▶ _Task_:
Where a line below includes the word "mantissa", copy that line.
*** Material provided ***
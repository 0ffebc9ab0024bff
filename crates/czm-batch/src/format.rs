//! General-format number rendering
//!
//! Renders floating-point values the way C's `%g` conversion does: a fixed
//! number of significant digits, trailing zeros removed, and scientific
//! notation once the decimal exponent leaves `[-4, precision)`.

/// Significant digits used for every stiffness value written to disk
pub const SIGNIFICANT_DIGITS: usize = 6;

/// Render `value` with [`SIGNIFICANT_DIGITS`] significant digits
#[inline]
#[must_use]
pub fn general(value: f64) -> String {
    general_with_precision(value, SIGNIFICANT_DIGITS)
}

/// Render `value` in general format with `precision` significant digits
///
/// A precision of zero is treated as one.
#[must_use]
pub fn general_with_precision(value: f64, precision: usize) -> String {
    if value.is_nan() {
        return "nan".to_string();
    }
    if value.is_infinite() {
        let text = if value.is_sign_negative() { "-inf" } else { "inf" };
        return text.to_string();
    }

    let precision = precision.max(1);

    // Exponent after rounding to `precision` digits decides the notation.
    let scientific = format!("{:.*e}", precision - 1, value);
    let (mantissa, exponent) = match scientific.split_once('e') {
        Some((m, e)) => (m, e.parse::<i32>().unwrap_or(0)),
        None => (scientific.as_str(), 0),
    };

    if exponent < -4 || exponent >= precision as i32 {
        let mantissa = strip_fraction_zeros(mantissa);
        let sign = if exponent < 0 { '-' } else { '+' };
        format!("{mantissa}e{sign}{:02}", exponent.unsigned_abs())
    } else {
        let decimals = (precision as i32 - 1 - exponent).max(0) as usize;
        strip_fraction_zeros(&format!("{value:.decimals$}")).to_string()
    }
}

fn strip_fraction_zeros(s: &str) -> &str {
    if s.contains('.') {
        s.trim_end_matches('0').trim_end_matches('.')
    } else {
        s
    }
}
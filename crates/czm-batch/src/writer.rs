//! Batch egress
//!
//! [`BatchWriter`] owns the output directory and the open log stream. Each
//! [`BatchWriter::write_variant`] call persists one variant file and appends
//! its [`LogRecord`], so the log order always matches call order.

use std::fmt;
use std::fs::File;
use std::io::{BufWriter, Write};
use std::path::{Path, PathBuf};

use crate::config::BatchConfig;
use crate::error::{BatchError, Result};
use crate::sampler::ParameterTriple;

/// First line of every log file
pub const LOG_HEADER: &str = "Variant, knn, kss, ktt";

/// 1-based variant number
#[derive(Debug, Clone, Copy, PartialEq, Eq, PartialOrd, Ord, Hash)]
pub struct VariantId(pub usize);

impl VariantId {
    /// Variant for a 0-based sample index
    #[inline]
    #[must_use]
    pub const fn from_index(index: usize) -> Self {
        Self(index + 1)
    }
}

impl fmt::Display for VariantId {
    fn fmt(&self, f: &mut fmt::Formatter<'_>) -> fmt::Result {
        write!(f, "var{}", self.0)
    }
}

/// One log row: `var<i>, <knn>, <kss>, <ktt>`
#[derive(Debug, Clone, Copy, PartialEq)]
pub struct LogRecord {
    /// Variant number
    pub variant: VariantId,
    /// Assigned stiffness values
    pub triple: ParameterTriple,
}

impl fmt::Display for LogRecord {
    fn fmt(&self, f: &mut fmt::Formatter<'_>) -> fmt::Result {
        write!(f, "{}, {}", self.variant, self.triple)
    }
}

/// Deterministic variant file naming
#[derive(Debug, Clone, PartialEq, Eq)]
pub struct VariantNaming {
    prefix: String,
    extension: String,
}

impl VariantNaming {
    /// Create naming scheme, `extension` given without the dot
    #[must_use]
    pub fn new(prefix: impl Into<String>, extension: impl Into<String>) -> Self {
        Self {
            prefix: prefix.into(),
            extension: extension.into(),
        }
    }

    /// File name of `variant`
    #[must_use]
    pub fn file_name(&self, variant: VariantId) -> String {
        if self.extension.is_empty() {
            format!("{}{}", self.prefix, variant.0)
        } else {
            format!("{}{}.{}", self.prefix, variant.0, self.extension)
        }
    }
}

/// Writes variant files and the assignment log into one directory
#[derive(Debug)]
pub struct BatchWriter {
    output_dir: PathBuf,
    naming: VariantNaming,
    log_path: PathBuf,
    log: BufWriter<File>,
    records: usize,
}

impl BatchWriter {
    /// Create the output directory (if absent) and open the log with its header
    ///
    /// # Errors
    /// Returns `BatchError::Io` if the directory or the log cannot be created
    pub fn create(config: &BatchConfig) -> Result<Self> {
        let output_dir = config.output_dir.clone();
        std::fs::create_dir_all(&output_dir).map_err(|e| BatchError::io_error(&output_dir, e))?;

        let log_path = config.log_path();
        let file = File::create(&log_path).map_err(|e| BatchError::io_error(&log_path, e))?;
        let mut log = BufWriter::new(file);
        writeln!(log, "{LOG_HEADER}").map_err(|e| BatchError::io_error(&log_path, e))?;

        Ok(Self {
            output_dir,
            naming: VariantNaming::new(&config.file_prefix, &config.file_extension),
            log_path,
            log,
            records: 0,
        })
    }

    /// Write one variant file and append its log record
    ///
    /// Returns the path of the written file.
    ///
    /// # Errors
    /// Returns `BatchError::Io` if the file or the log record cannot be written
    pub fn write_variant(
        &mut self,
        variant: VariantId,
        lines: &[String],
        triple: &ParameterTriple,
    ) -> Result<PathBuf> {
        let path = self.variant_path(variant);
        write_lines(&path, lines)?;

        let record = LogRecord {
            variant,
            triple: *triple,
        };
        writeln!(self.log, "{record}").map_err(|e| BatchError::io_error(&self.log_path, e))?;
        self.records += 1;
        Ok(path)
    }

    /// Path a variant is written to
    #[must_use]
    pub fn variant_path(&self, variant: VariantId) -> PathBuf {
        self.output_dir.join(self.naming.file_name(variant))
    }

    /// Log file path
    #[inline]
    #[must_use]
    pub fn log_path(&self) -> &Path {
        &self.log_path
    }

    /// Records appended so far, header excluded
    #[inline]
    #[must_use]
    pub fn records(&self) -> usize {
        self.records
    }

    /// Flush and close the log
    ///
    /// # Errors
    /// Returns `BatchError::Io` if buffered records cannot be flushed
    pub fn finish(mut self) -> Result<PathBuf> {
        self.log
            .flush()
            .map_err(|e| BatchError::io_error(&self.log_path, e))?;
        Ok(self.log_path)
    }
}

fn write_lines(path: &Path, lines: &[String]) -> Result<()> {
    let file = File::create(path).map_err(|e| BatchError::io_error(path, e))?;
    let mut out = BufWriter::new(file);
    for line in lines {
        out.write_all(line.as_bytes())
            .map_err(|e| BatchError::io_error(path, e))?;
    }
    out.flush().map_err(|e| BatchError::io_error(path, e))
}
***
▶ _Result of the exercise_:
    let (mantissa, exponent) = match scientific.split_once('e') {
        let mantissa = strip_fraction_zeros(mantissa);
        format!("{mantissa}e{sign}{:02}", exponent.unsigned_abs())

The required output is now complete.